[MATERIALS PROVIDED Boundary: Start]

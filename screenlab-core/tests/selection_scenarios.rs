//! End-to-end selection scenarios through `SelectionEngine`.
//!
//! Tests:
//! 1. Empty coarse batch on a fresh key selects nothing (not Unchanged).
//! 2. Twelve eligible names across six sectors: all survive the quota and the
//!    final list is the ten lowest-ROA names in ROA order.
//! 3. A recent IPO is excluded regardless of its other fields.
//! 4. Multi-month replay with a calendar-month schedule rebalances once per month.
//! 5. Day-of-month keys rerun on each new day-number.

use chrono::{Datelike, NaiveDate};
use screenlab_core::{
    FundamentalRecord, FundamentalRow, InstrumentId, Observation, RebalanceSchedule,
    ScreenerConfig, SelectionEngine, UniverseChange,
};
use std::collections::HashMap;

// ──────────────────────────────────────────────
// Helpers
// ──────────────────────────────────────────────

fn d(y: i32, m: u32, day: u32) -> NaiveDate {
    NaiveDate::from_ymd_opt(y, m, day).unwrap()
}

fn fundamentals(symbol: &str, sector: &str, ev: f64, roa: f64) -> FundamentalRecord {
    FundamentalRow {
        symbol: symbol.into(),
        country_id: "USA".into(),
        primary_exchange_id: "NYS".into(),
        industry_template_code: sector.into(),
        ipo_date: Some(d(2005, 3, 1)),
        basic_average_shares_3m: Some(2e9),
        basic_eps_12m: Some(4.0),
        pe_ratio: Some(20.0),
        ev_to_ebitda: Some(ev),
        forward_roa: Some(roa),
    }
    .into()
}

/// Price path that ends in a pullback inside an uptrend for (long=3, short=2).
const PULLBACK: [f64; 4] = [10.0, 11.0, 12.0, 11.8];

fn small_config(schedule: RebalanceSchedule) -> ScreenerConfig {
    ScreenerConfig {
        long_window: 3,
        short_window: 2,
        schedule,
        ..Default::default()
    }
}

/// Feed every symbol the pullback path over four consecutive days and
/// return the change produced on the last day.
fn run_pullback(
    engine: &mut SelectionEngine,
    symbols: &[String],
    snapshot: &HashMap<InstrumentId, FundamentalRecord>,
) -> UniverseChange {
    let mut last = UniverseChange::Unchanged;
    for (i, price) in PULLBACK.iter().enumerate() {
        let day = d(2024, 3, 4 + i as u32);
        let batch: Vec<Observation> = symbols
            .iter()
            .enumerate()
            .map(|(n, s)| Observation::new(s.as_str(), day, *price, 1e8 - n as f64, true))
            .collect();
        last = engine.run_cycle(day, &batch, snapshot).unwrap();
    }
    last
}

// ──────────────────────────────────────────────
// Scenarios
// ──────────────────────────────────────────────

#[test]
fn empty_batch_on_new_key_is_empty_selection() {
    let mut engine = SelectionEngine::new(ScreenerConfig::default()).unwrap();
    let outcome = engine.select_coarse(engine.cycle_key(d(2024, 2, 1)), &[]);
    assert_eq!(outcome.selected(), Some(&[][..]));
}

#[test]
fn twelve_names_six_sectors() {
    let mut engine = SelectionEngine::new(small_config(RebalanceSchedule::Daily)).unwrap();
    let codes = ["N", "M", "U", "T", "B", "I"];
    let mut symbols = Vec::new();
    let mut snapshot = HashMap::new();
    for (i, code) in codes.iter().enumerate() {
        for j in 0..2 {
            let n = i * 2 + j;
            let symbol = format!("S{n:02}");
            // EV rises with n, ROA falls with n
            let record = fundamentals(&symbol, code, 5.0 + n as f64, 0.30 - n as f64 / 100.0);
            snapshot.insert(record.id.clone(), record);
            symbols.push(symbol);
        }
    }

    let change = run_pullback(&mut engine, &symbols, &snapshot);
    let UniverseChange::Rebalanced(selected) = change else {
        panic!("expected a rebalance");
    };
    assert_eq!(selected.len(), 10);
    let got: Vec<&str> = selected.iter().map(|s| s.as_str()).collect();
    assert_eq!(
        got,
        vec!["S11", "S10", "S09", "S08", "S07", "S06", "S05", "S04", "S03", "S02"]
    );

    let detail = engine
        .select_fine_detailed(d(2024, 3, 7), &snapshot.values().cloned().collect::<Vec<_>>())
        .unwrap();
    assert_eq!(detail.report.eligible, 12);
    assert_eq!(detail.report.top_fine, 12);
    assert!(detail.report.sectors.iter().all(|&(_, len, kept)| len == 2 && kept == 2));
}

#[test]
fn recent_ipo_is_excluded() {
    let mut engine = SelectionEngine::new(small_config(RebalanceSchedule::Daily)).unwrap();
    let symbols = vec!["FRESH".to_string(), "SEASONED".to_string()];
    let mut snapshot = HashMap::new();

    let mut fresh = fundamentals("FRESH", "N", 50.0, 0.0);
    fresh.security_reference.ipo_date = Some(d(2024, 3, 7) - chrono::Duration::days(100));
    snapshot.insert(fresh.id.clone(), fresh);
    let seasoned = fundamentals("SEASONED", "N", 1.0, 0.5);
    snapshot.insert(seasoned.id.clone(), seasoned);

    let change = run_pullback(&mut engine, &symbols, &snapshot);
    assert_eq!(
        change,
        UniverseChange::Rebalanced(vec![InstrumentId::new("SEASONED")])
    );
}

#[test]
fn calendar_month_schedule_rebalances_monthly() {
    let config = ScreenerConfig {
        long_window: 20,
        short_window: 5,
        schedule: RebalanceSchedule::CalendarMonth,
        ..Default::default()
    };
    let mut engine = SelectionEngine::new(config).unwrap();
    let snapshot: HashMap<InstrumentId, FundamentalRecord> = HashMap::new();

    let mut day = d(2024, 1, 2);
    let end = d(2024, 6, 28);
    let mut rebalance_months = Vec::new();
    let mut i = 0.0;
    while day <= end {
        let batch = [Observation::new("TREND", day, 100.0 + i, 5e8, true)];
        let change = engine.run_cycle(day, &batch, &snapshot).unwrap();
        if !change.is_unchanged() {
            rebalance_months.push(day.month());
        }
        day += chrono::Duration::days(1);
        i += 0.5;
    }
    assert_eq!(rebalance_months, vec![1, 2, 3, 4, 5, 6]);
    // Each run fed exactly one sample.
    let state = engine.coarse().store().get(&InstrumentId::new("TREND")).unwrap();
    assert_eq!(state.indicators().samples(), 6);
}

#[test]
fn day_of_month_schedule_reruns_on_new_day_numbers() {
    let mut engine = SelectionEngine::new(small_config(RebalanceSchedule::DayOfMonth)).unwrap();
    let snapshot: HashMap<InstrumentId, FundamentalRecord> = HashMap::new();
    let mut run = |day: NaiveDate| {
        let batch = [Observation::new("X", day, 10.0, 1e6, true)];
        engine.run_cycle(day, &batch, &snapshot).unwrap()
    };

    assert!(!run(d(2024, 1, 15)).is_unchanged());
    assert!(run(d(2024, 1, 15)).is_unchanged());
    assert!(!run(d(2024, 1, 16)).is_unchanged());
    // Same day-number as the previous run, one month later: throttled.
    assert!(run(d(2024, 2, 16)).is_unchanged());
}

[MATERIALS PROVIDED Boundary: End]

Please find each line in the records above that holds the word "InstrumentId", and copy it.

    FundamentalRecord, FundamentalRow, InstrumentId, Observation, RebalanceSchedule,
    snapshot: &HashMap<InstrumentId, FundamentalRecord>,
        UniverseChange::Rebalanced(vec![InstrumentId::new("SEASONED")])
    let snapshot: HashMap<InstrumentId, FundamentalRecord> = HashMap::new();
    let state = engine.coarse().store().get(&InstrumentId::new("TREND")).unwrap();
    let snapshot: HashMap<InstrumentId, FundamentalRecord> = HashMap::new();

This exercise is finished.